How to complete this task — Scan the records below. List lines holding "BondPair".

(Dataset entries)
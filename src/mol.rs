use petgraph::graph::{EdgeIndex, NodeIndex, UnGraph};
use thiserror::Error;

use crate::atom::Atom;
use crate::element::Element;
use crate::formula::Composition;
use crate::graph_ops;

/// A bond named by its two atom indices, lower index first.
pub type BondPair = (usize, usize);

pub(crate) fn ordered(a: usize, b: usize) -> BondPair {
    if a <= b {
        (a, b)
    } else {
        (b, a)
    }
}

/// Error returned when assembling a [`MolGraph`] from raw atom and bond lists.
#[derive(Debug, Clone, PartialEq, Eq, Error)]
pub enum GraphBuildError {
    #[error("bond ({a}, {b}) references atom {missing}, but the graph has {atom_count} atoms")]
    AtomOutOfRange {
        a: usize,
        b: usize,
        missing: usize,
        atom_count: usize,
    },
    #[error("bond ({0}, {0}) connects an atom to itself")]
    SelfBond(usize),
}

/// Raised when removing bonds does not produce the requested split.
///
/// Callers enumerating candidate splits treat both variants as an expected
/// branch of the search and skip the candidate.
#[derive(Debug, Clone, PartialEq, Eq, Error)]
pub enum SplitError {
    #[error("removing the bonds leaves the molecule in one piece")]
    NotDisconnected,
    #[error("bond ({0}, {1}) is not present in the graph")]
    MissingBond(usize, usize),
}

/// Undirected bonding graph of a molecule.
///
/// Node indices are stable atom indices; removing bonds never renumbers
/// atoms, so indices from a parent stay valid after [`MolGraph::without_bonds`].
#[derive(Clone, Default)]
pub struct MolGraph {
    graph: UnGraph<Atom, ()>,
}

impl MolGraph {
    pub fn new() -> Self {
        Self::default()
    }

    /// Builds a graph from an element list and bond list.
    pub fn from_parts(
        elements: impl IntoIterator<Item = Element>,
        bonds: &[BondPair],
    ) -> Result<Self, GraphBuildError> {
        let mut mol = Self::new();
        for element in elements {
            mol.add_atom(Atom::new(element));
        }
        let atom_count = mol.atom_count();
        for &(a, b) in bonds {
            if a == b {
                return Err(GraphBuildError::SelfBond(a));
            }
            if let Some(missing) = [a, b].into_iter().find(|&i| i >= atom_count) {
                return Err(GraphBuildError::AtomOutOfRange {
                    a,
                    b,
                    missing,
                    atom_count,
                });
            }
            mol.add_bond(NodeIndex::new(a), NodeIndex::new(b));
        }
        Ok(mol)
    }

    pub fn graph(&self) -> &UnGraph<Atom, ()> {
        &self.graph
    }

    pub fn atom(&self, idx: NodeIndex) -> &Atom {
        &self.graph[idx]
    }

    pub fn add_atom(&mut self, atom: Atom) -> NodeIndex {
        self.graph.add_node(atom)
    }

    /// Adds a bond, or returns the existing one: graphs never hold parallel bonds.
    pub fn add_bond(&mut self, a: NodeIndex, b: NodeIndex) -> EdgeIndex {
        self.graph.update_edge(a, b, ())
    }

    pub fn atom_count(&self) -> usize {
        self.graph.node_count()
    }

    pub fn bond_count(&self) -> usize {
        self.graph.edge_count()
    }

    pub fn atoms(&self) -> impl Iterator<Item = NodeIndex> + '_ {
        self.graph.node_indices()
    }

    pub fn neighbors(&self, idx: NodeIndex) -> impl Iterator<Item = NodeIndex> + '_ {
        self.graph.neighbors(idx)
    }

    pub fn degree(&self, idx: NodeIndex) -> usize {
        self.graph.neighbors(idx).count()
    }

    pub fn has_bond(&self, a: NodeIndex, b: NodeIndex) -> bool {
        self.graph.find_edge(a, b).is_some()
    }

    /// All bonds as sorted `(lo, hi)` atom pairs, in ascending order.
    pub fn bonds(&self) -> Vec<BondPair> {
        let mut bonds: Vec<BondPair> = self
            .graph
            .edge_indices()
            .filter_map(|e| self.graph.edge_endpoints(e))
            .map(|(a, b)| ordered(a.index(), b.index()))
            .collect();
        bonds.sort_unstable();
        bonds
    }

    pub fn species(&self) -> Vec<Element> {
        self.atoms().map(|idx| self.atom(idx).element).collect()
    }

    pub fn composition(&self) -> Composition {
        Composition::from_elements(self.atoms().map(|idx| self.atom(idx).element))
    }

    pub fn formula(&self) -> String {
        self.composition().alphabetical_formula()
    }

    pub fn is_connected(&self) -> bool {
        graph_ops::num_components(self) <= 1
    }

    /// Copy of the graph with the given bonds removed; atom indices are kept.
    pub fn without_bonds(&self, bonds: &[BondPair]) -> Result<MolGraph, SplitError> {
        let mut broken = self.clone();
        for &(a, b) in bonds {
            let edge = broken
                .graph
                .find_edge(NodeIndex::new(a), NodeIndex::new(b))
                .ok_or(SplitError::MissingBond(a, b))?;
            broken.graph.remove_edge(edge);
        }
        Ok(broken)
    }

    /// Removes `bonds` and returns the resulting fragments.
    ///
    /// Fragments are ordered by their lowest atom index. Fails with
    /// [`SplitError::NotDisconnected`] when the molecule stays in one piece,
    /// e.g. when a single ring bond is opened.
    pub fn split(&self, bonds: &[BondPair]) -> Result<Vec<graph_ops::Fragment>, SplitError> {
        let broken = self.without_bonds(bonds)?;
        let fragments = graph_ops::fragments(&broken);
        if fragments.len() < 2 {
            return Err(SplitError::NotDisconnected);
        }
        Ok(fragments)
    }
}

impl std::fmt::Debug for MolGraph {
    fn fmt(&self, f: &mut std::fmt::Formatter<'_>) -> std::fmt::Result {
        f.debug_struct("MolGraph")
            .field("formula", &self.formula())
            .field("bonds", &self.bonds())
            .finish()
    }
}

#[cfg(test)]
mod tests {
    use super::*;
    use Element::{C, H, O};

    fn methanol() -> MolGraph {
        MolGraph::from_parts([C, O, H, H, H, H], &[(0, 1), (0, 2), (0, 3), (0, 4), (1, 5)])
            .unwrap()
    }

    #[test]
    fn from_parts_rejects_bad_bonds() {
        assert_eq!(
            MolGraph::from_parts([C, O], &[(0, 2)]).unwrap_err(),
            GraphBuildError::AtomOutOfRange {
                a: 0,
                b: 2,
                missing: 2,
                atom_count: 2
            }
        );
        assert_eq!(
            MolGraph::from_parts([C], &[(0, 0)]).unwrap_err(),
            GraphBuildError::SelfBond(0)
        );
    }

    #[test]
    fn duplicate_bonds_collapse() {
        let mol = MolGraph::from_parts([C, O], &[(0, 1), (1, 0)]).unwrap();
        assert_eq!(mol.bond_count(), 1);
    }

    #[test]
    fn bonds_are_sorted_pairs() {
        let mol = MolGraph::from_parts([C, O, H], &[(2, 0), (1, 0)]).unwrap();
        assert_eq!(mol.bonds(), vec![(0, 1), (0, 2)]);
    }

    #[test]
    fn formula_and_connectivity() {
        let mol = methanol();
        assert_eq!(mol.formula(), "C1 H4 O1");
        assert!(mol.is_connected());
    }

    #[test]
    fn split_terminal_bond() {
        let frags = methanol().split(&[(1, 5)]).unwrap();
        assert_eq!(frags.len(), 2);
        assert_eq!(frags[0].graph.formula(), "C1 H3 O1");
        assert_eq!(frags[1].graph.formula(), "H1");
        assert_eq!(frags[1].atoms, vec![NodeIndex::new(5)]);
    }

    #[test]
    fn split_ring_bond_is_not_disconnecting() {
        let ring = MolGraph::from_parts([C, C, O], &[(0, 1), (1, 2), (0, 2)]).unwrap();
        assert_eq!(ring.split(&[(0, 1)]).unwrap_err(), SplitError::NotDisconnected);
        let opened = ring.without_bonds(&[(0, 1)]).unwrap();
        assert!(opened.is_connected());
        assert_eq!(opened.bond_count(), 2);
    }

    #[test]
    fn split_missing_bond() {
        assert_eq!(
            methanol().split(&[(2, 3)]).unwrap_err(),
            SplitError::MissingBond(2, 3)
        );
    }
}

--

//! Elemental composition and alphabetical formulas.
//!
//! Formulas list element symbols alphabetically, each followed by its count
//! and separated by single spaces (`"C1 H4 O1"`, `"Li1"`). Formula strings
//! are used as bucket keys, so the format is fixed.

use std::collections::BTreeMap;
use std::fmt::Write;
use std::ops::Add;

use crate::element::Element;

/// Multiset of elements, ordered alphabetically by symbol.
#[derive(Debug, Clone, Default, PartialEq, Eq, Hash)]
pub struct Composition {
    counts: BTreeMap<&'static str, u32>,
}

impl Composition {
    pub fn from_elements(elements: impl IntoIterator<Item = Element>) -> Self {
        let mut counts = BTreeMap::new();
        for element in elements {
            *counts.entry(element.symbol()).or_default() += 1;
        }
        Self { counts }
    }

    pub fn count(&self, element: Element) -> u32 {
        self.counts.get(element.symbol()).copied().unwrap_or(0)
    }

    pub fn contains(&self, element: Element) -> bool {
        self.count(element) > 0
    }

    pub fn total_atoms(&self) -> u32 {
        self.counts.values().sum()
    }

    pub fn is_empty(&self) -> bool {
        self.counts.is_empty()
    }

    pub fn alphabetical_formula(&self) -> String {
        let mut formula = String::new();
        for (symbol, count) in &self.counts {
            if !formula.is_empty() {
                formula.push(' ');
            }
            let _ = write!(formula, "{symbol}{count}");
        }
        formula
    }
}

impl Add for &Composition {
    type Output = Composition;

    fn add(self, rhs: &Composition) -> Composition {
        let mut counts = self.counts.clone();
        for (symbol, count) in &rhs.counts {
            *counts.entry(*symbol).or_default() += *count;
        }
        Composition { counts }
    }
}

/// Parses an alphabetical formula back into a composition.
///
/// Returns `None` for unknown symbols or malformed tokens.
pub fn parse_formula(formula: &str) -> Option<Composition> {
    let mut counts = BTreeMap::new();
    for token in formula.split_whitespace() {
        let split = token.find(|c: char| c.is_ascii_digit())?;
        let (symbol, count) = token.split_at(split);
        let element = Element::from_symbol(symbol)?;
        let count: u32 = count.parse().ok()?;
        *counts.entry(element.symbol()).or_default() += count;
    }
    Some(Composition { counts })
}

---

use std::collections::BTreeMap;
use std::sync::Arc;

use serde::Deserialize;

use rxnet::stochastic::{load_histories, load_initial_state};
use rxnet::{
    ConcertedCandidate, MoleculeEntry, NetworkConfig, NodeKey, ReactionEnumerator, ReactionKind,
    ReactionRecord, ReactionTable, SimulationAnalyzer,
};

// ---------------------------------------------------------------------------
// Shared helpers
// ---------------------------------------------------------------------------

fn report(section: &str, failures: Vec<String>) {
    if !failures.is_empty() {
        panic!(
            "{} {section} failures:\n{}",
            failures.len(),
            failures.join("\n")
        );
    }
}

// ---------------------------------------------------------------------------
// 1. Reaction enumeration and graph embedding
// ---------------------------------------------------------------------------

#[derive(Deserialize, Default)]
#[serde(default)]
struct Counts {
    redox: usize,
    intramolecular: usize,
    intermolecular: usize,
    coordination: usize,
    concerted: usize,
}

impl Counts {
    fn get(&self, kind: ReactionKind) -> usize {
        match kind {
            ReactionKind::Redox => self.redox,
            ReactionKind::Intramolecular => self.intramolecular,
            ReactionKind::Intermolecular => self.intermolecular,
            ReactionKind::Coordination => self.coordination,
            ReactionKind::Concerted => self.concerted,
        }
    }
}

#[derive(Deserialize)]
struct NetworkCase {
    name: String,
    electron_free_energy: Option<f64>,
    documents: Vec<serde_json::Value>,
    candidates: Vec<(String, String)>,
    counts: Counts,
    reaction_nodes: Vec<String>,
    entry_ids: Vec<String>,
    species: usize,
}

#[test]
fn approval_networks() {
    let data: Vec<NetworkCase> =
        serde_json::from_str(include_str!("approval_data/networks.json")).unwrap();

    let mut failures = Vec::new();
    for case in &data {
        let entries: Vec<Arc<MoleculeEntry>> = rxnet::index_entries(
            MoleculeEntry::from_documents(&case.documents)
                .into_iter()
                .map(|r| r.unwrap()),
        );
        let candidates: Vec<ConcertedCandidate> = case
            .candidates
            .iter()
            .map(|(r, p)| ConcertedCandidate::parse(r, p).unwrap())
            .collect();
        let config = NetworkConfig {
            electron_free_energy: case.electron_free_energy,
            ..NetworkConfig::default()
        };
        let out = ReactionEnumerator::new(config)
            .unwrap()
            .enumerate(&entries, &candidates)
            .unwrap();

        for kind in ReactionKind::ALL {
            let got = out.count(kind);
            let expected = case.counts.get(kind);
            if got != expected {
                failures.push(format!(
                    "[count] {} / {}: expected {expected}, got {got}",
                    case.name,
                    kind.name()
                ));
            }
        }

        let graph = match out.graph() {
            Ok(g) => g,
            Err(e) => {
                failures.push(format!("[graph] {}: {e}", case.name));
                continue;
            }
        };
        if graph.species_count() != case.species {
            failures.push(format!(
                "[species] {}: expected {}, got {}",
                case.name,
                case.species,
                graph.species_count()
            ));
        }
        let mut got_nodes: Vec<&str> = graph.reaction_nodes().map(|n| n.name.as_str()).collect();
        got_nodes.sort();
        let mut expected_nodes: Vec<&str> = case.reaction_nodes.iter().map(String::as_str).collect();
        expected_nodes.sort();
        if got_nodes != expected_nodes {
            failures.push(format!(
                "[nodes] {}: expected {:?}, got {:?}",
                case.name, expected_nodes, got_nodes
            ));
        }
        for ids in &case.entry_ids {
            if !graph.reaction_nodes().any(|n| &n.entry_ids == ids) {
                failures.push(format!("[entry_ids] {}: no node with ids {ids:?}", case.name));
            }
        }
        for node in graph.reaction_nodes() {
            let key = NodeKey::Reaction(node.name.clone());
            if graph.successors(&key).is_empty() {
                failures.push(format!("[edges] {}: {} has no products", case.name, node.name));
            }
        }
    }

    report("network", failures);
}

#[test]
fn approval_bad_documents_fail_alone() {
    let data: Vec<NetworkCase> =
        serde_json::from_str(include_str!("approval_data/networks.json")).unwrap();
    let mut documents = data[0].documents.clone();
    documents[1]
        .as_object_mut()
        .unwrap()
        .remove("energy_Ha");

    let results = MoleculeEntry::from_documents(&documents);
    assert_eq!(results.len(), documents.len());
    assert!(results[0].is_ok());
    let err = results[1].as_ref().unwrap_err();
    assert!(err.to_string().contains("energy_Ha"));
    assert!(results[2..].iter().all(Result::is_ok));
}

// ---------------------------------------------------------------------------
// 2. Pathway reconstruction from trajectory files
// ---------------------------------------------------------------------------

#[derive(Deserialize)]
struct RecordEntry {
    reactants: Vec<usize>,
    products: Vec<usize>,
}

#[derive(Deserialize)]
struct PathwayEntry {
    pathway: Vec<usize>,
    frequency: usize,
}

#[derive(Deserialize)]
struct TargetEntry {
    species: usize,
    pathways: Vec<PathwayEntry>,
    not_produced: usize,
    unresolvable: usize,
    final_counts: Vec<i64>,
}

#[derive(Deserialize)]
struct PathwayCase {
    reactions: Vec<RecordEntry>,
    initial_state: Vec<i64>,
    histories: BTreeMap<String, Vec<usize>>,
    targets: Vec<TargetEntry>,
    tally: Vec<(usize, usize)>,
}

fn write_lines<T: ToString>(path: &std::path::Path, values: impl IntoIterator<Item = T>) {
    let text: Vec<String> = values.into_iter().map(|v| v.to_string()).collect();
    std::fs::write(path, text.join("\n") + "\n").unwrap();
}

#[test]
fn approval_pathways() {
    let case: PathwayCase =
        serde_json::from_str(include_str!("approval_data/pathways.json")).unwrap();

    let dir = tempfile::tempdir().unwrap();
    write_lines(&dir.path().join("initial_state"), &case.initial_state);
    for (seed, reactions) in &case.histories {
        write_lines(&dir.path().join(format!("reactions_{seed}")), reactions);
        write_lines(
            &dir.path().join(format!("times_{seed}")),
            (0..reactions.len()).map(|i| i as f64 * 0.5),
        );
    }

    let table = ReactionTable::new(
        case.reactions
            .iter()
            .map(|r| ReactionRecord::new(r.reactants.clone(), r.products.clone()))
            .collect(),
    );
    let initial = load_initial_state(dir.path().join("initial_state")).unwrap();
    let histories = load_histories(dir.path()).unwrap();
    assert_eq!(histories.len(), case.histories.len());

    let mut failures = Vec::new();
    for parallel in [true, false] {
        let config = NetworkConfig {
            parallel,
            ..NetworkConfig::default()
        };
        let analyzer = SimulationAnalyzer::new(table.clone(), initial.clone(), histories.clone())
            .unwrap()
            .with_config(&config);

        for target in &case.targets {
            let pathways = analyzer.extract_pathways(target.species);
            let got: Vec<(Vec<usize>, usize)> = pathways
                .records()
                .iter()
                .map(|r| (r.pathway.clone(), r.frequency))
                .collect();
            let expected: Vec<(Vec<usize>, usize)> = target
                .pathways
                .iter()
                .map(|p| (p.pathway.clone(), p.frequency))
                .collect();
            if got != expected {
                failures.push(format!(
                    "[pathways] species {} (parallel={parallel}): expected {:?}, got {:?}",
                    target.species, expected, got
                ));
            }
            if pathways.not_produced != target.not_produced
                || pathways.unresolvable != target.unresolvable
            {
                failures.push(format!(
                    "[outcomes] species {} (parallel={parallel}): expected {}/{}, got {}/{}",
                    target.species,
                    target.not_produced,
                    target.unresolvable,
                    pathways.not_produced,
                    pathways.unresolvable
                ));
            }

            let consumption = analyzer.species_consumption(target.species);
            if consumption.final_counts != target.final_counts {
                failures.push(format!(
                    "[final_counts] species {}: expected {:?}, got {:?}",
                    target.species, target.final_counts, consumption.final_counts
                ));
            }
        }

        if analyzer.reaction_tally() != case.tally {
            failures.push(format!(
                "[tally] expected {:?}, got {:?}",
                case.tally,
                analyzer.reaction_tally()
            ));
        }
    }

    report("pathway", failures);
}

Task result —
pub type BondPair = (usize, usize);
pub(crate) fn ordered(a: usize, b: usize) -> BondPair {
        bonds: &[BondPair],
    pub fn bonds(&self) -> Vec<BondPair> {
        let mut bonds: Vec<BondPair> = self
    pub fn without_bonds(&self, bonds: &[BondPair]) -> Result<MolGraph, SplitError> {
    pub fn split(&self, bonds: &[BondPair]) -> Result<Vec<graph_ops::Fragment>, SplitError> {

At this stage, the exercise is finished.